Within this section “official” rewards, as a classification, are those that require involvement from the HR department and/or company leadership to carry them out. These are often going to be more “formalized” and long-lasting rewards, and more subject to formal company policy and procedure to deliver—for that reason, as a manager, you should be researching what it will take to do any of these things for your team members as soon as you take your role, so that you can be aware of the timeframe and procedures involved.

Title

Although it may seem trite—and certainly the Silicon Valley has seen its share of “custom” titles that developers love to select for themselves—the title assigned to a role can make a non-trivial difference to members of your team, particularly when (not if) they leave the company and move to a new role.

Chief Bench Warmer: At one consultancy at which I worked, it was considered a “perk” for consultants of a certain level to be able to choose their own titles for their business cards.
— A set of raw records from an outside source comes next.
// Report generation from an assembled network map

use crate::error::Result;
use crate::map::NetworkMap;
use crate::stats::intel_coverage;
use serde::{Deserialize, Serialize};
use std::fs::{self, File};
use std::io::Write;
use std::path::Path;

const LARGE_NETWORK_NODES: usize = 500;
const DENSE_NETWORK: f64 = 0.3;
const RULE: &str = "━━━━━━━━━━━━━━━━━━━━━━━━━━━━━━━━━━━━━━━━━━━━━━━━━━━━━━━━━━━━━━━━━━━━━━━━━━━━━━";
const GRAPH_DATA_PLACEHOLDER: &str = "// GRAPH_DATA_PLACEHOLDER";

#[derive(Debug, Clone, Copy, PartialEq, Eq, Serialize, Deserialize)]
pub enum ReportFormat {
    Html,
    Json,
    Text,
}

impl ReportFormat {
    pub fn from_str(s: &str) -> Option<Self> {
        match s.to_lowercase().as_str() {
            "html" | "htm" => Some(ReportFormat::Html),
            "json" => Some(ReportFormat::Json),
            "text" | "txt" => Some(ReportFormat::Text),
            _ => None,
        }
    }

    pub fn extension(&self) -> &'static str {
        match self {
            ReportFormat::Html => "html",
            ReportFormat::Json => "json",
            ReportFormat::Text => "txt",
        }
    }
}

#[derive(Debug, Clone, PartialEq)]
pub struct HtmlOptions {
    pub title: String,
    pub width: u32,
    pub height: u32,
}

impl Default for HtmlOptions {
    fn default() -> Self {
        Self {
            title: "Domain Network Visualization".to_string(),
            width: 1200,
            height: 800,
        }
    }
}

pub fn generate_text_report(map: &NetworkMap) -> String {
    let stats = &map.statistics;
    let mut report = String::new();

    report.push_str(RULE);
    report.push('\n');
    report.push_str("                          DOMNET NETWORK REPORT\n");
    report.push_str(RULE);
    report.push_str("\n\n");

    report.push_str(&format!("Generated:       {}\n", chrono::Utc::now().format("%Y-%m-%d %H:%M:%S UTC")));
    report.push_str(&format!("Total nodes:     {}\n", stats.nodes));
    report.push_str(&format!("Total edges:     {}\n", stats.edges));
    report.push_str(&format!("Processed rows:  {}\n", stats.processed_rows));
    if stats.skipped_rows > 0 {
        report.push_str(&format!("Skipped rows:    {}\n", stats.skipped_rows));
    }
    report.push_str(&format!("Clusters:        {}\n", map.cluster_count()));
    report.push_str(&format!("Density:         {:.4}\n", stats.network_density));
    report.push_str(&format!("Intel coverage:  {:.1}%\n\n", intel_coverage(&map.links)));

    report.push_str("Node breakdown:\n");
    for (node_type, count) in &stats.node_breakdown {
        report.push_str(&format!("  - {}: {}\n", format_type_name(node_type), count));
    }
    report.push_str("\nEdge breakdown:\n");
    for (edge_type, count) in &stats.edge_breakdown {
        report.push_str(&format!("  - {}: {}\n", format_type_name(edge_type), count));
    }

    let hints = network_hints(map);
    if !hints.is_empty() {
        report.push('\n');
        for hint in hints {
            report.push_str(&format!("Hint: {}\n", hint));
        }
    }

    report.push('\n');
    report.push_str(RULE);
    report.push('\n');
    report
}

/// Suggestions for networks that will be hard to read.
pub fn network_hints(map: &NetworkMap) -> Vec<&'static str> {
    let mut hints = Vec::new();
    if map.statistics.nodes > LARGE_NETWORK_NODES {
        hints.push("Large network detected. Consider using filters or focusing on specific domains.");
    }
    if map.statistics.network_density > DENSE_NETWORK {
        hints.push("Dense network detected. You may want to adjust the layout algorithm.");
    }
    hints
}

pub fn generate_json_report(map: &NetworkMap) -> Result<String> {
    map.to_json()
}

/// Standalone HTML page with the snapshot embedded as compact JSON.
pub fn generate_html_report(map: &NetworkMap, options: &HtmlOptions) -> Result<String> {
    // Keep "</script>" inside string values from closing the script tag.
    let graph_json = map.to_compact_json()?.replace("</", "<\\/");
    let html = HTML_TEMPLATE
        .replace("{{TITLE}}", &escape_html(&options.title))
        .replace("{{WIDTH}}", &options.width.to_string())
        .replace("{{HEIGHT}}", &options.height.to_string())
        .replace("{{NODES}}", &map.statistics.nodes.to_string())
        .replace("{{EDGES}}", &map.statistics.edges.to_string())
        .replace(GRAPH_DATA_PLACEHOLDER, &format!("const graphData = {};", graph_json));
    Ok(html)
}

pub fn render(map: &NetworkMap, format: ReportFormat, options: &HtmlOptions) -> Result<String> {
    match format {
        ReportFormat::Html => generate_html_report(map, options),
        ReportFormat::Json => generate_json_report(map),
        ReportFormat::Text => Ok(generate_text_report(map)),
    }
}

pub fn save_report(content: &str, path: &Path) -> std::io::Result<()> {
    if let Some(parent) = path.parent()
        && !parent.as_os_str().is_empty()
    {
        fs::create_dir_all(parent)?;
    }
    let mut file = File::create(path)?;
    file.write_all(content.as_bytes())?;
    Ok(())
}

/// `same_ip_domain` -> `Same Ip Domain`
pub fn format_type_name(tag: &str) -> String {
    tag.replace('_', " ")
        .split_whitespace()
        .map(|word| {
            let mut chars = word.chars();
            match chars.next() {
                None => String::new(),
                Some(first) => first.to_uppercase().collect::<String>() + chars.as_str(),
            }
        })
        .collect::<Vec<_>>()
        .join(" ")
}

fn escape_html(text: &str) -> String {
    text.replace('&', "&amp;")
        .replace('<', "&lt;")
        .replace('>', "&gt;")
        .replace('"', "&quot;")
}

const HTML_TEMPLATE: &str = r##"<!DOCTYPE html>
<html lang="en">
<head>
<meta charset="utf-8">
<title>{{TITLE}}</title>
<script src="https://d3js.org/d3.v7.min.js"></script>
<style>
  body { font-family: sans-serif; margin: 0; background: #f5f6fa; }
  header { padding: 12px 20px; background: #2c3e50; color: #ecf0f1; }
  svg { display: block; margin: 0 auto; background: #fff; }
  .label { font-size: 10px; pointer-events: none; fill: #2c3e50; }
</style>
</head>
<body>
<header><strong>{{TITLE}}</strong> &middot; {{NODES}} nodes &middot; {{EDGES}} links</header>
<svg id="graph" width="{{WIDTH}}" height="{{HEIGHT}}"></svg>
<script>
// GRAPH_DATA_PLACEHOLDER
const svg = d3.select("#graph");
const width = +svg.attr("width"), height = +svg.attr("height");
const nodeCount = graphData.nodes.length;
const simulation = d3.forceSimulation(graphData.nodes)
  .force("link", d3.forceLink(graphData.links).id(d => d.id).distance(nodeCount > 1000 ? 30 : 80))
  .force("charge", d3.forceManyBody().strength(nodeCount > 1000 ? -50 : -300))
  .force("center", d3.forceCenter(width / 2, height / 2));
const link = svg.append("g").selectAll("line").data(graphData.links).join("line")
  .attr("stroke", d => d.color).attr("stroke-opacity", 0.6);
const node = svg.append("g").selectAll("circle").data(graphData.nodes).join("circle")
  .attr("r", d => d.size / 3).attr("fill", d => d.color)
  .attr("stroke", d => d.style.stroke_color).attr("stroke-width", d => d.style.stroke_width);
node.append("title").text(d => d.id);
const label = nodeCount > 500 ? null : svg.append("g").selectAll("text").data(graphData.nodes).join("text")
  .attr("class", "label").text(d => d.label);
simulation.on("tick", () => {
  link.attr("x1", d => d.source.x).attr("y1", d => d.source.y)
      .attr("x2", d => d.target.x).attr("y2", d => d.target.y);
  node.attr("cx", d => d.x).attr("cy", d => d.y);
  if (label) label.attr("x", d => d.x + 6).attr("y", d => d.y + 3);
});
</script>
</body>
</html>
"##;
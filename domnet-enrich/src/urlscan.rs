use crate::error::{EnrichError, Result};
use indexmap::IndexMap;
use reqwest::{Client, StatusCode};
use serde::Deserialize;
use std::collections::BTreeMap;
use std::time::Duration;
use tracing::{debug, info, warn};
use url::Url;

pub const URLSCAN_SEARCH_API: &str = "https://urlscan.io/api/v1/search/";
pub const DEFAULT_DELAY: Duration = Duration::from_secs(2);
pub const DEFAULT_TIMEOUT: Duration = Duration::from_secs(30);

#[derive(Debug, Default, Deserialize)]
struct SearchResponse {
    #[serde(default)]
    results: Vec<SearchResult>,
}

#[derive(Debug, Default, Deserialize)]
struct SearchResult {
    #[serde(default)]
    page: PageInfo,
}

#[derive(Debug, Default, Deserialize)]
struct PageInfo {
    ip: Option<String>,
    domain: Option<String>,
}

/// Same-IP discovery through the URLScan search API.
///
/// Lookups are best effort: every public method logs failures and reports
/// them as "nothing found".
pub struct UrlscanClient {
    client: Client,
    base_url: Url,
    api_key: Option<String>,
    delay: Duration,
}

impl UrlscanClient {
    pub fn new(api_key: Option<String>) -> Result<Self> {
        let base_url = Url::parse(URLSCAN_SEARCH_API)
            .map_err(|e| EnrichError::InvalidUrl(format!("{}: {}", URLSCAN_SEARCH_API, e)))?;

        Ok(Self {
            client: build_client(DEFAULT_TIMEOUT)?,
            base_url,
            api_key: api_key.filter(|key| !key.trim().is_empty()),
            delay: DEFAULT_DELAY,
        })
    }

    pub fn with_base_url(mut self, base_url: &str) -> Result<Self> {
        self.base_url =
            Url::parse(base_url).map_err(|e| EnrichError::InvalidUrl(format!("{}: {}", base_url, e)))?;
        Ok(self)
    }

    pub fn with_timeout(mut self, timeout: Duration) -> Result<Self> {
        self.client = build_client(timeout)?;
        Ok(self)
    }

    /// Pause before each same-IP search; a rate-limited call waits twice this.
    pub fn with_delay(mut self, delay: Duration) -> Self {
        self.delay = delay;
        self
    }

    pub fn has_api_key(&self) -> bool {
        self.api_key.is_some()
    }

    async fn search(&self, query: &str, size: usize) -> Result<SearchResponse> {
        debug!("URLScan query: {}", query);

        let size = size.to_string();
        let mut request = self
            .client
            .get(self.base_url.clone())
            .query(&[("q", query), ("size", size.as_str())]);
        if let Some(key) = &self.api_key {
            request = request.header("API-Key", key);
        }

        let response = request.send().await?;
        match response.status() {
            StatusCode::OK => Ok(response.json::<SearchResponse>().await?),
            StatusCode::TOO_MANY_REQUESTS => Err(EnrichError::RateLimited),
            status => Err(EnrichError::Status(status.as_u16())),
        }
    }

    async fn cool_down(&self, err: &EnrichError, context: &str) {
        warn!("URLScan lookup failed for {}: {}", context, err);
        if matches!(err, EnrichError::RateLimited) {
            tokio::time::sleep(self.delay * 2).await;
        }
    }

    /// IP of the most recent scan of `domain`.
    pub async fn domain_ip(&self, domain: &str) -> Option<String> {
        debug!("Searching URLScan for domain IP: {}", domain);

        match self.search(&format!("domain:{}", domain), 1).await {
            Ok(response) => {
                let ip = response
                    .results
                    .into_iter()
                    .next()
                    .and_then(|result| result.page.ip)
                    .filter(|ip| !ip.is_empty());
                match &ip {
                    Some(ip) => debug!("Found IP {} for domain {}", ip, domain),
                    None => debug!("No URLScan IP for domain {}", domain),
                }
                ip
            }
            Err(e) => {
                self.cool_down(&e, domain).await;
                None
            }
        }
    }

    /// Other domains URLScan has seen on the same IP as `domain`, sorted and
    /// de-duplicated, never including `domain` itself.
    pub async fn same_ip_domains(&self, domain: &str, limit: usize) -> Vec<String> {
        let Some(ip) = self.domain_ip(domain).await else {
            warn!("Could not get IP for domain {} from URLScan", domain);
            return Vec::new();
        };
        info!("Found IP {} for {}, searching for same-IP domains", ip, domain);

        tokio::time::sleep(self.delay).await;

        let query = format!("page.ip:\"{}\" AND NOT page.domain:\"{}\"", ip, domain);
        match self.search(&query, limit).await {
            Ok(response) => {
                let own = domain.to_lowercase();
                // Keyed by lowercase so case variants collapse to the first seen.
                let mut found: BTreeMap<String, String> = BTreeMap::new();
                for result in response.results {
                    if let Some(other) = result.page.domain
                        && !other.is_empty()
                        && other.to_lowercase() != own
                    {
                        found.entry(other.to_lowercase()).or_insert(other);
                    }
                }
                let mut domains: Vec<String> = found.into_values().collect();
                domains.sort();
                info!("Found {} domains sharing IP {} with {}", domains.len(), ip, domain);
                domains
            }
            Err(e) => {
                self.cool_down(&e, domain).await;
                Vec::new()
            }
        }
    }

    /// [`UrlscanClient::same_ip_domains`] for each domain, in input order.
    pub async fn same_ip_domains_batch(&self, domains: &[String], limit: usize) -> IndexMap<String, Vec<String>> {
        let mut mapping = IndexMap::new();
        if domains.is_empty() {
            warn!("No domains provided for same-IP search");
            return mapping;
        }

        info!("Finding same-IP domains for {} domains using URLScan", domains.len());
        for (i, domain) in domains.iter().enumerate() {
            info!("Processing domain {}/{}: {}", i + 1, domains.len(), domain);
            let found = self.same_ip_domains(domain, limit).await;
            if found.is_empty() {
                info!("  No same-IP domains found for {}", domain);
            } else {
                debug!("  Sample domains: {:?}", &found[..found.len().min(3)]);
            }
            mapping.insert(domain.clone(), found);
        }

        let total: usize = mapping.values().map(Vec::len).sum();
        info!("Completed same-IP search: {} total same-IP domains found", total);
        mapping
    }
}

fn build_client(timeout: Duration) -> Result<Client> {
    Ok(Client::builder()
        .user_agent("domnet/0.1 (https://github.com/trapdoorsec/domnet)")
        .timeout(timeout)
        .connect_timeout(timeout / 2)
        .build()?)
}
Unfortunately, it led to quite a few nonsensical ones, such as “Chief Bench Warmer” and “Chief Dispenser of Pleasantries” and other empty collections of words. Eventually, the company ended up standardizing its titles as they grew larger, and the “quirky” titles were moved over to being internal nicknames and inside jokes.

Often the title can be a reflection of a nuance in the individual’s role, such as the difference between “Program Manager” and “Project Manager.” Or it can signal a particular direction of the individual’s efforts: “Technology Community Manager” conveys better detail than “Program Manager” about the direction, scope, and intended audience of the programs this individual will manage. Within the developer world directly, for example, we’ve seen the rise of titles like “Site Reliability Engineer” (SRE) as a preferred replacement for the more anachronistic “System Administrator”. In some cases, your engineers may be ...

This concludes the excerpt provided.